[Dataset entries]
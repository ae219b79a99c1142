use std::borrow::Cow;

use bio::alphabets::dna;

use crate::iupac;

/// Recognition sequence of a restriction enzyme, written 5' to 3' on the top
/// strand using IUPAC nucleotide codes.
#[derive(Clone, Debug, PartialEq)]
pub struct Pattern {
    pattern: Vec<u8>,
}

impl Pattern {
    pub fn new(query: &[u8]) -> Pattern {
        Pattern {
            pattern: query.to_ascii_uppercase(),
        }
    }

    /// Returns the first character that is not an IUPAC code, if any.
    pub fn invalid_code(&self) -> Option<u8> {
        self.pattern.iter().copied().find(|&nuc| !iupac::is_code(nuc))
    }

    pub fn matches(&self, window: &[u8]) -> bool {
        self.len() <= window.len()
            && self
                .pattern
                .iter()
                .zip(window.iter())
                .all(|(&query, &candidate)| iupac::matches(query, candidate))
    }

    pub fn revcomp(&self) -> Pattern {
        Pattern {
            pattern: dna::revcomp(&self.pattern),
        }
    }

    /// A palindromic site reads the same on both strands, so scanning the
    /// reverse complement finds nothing new.
    pub fn is_palindrome(&self) -> bool {
        self.revcomp() == *self
    }

    pub fn as_bytes(&self) -> &[u8] {
        &self.pattern
    }

    pub fn len(&self) -> usize {
        self.pattern.len()
    }

    pub fn is_empty(&self) -> bool {
        self.pattern.is_empty()
    }

    pub fn to_string(&self) -> Cow<str> {
        String::from_utf8_lossy(&self.pattern)
    }
}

Description of the task:
Return, from the data above, each line in which the string "window" appears.

Problem solution:
    pub fn matches(&self, window: &[u8]) -> bool {
        self.len() <= window.len()
                .zip(window.iter())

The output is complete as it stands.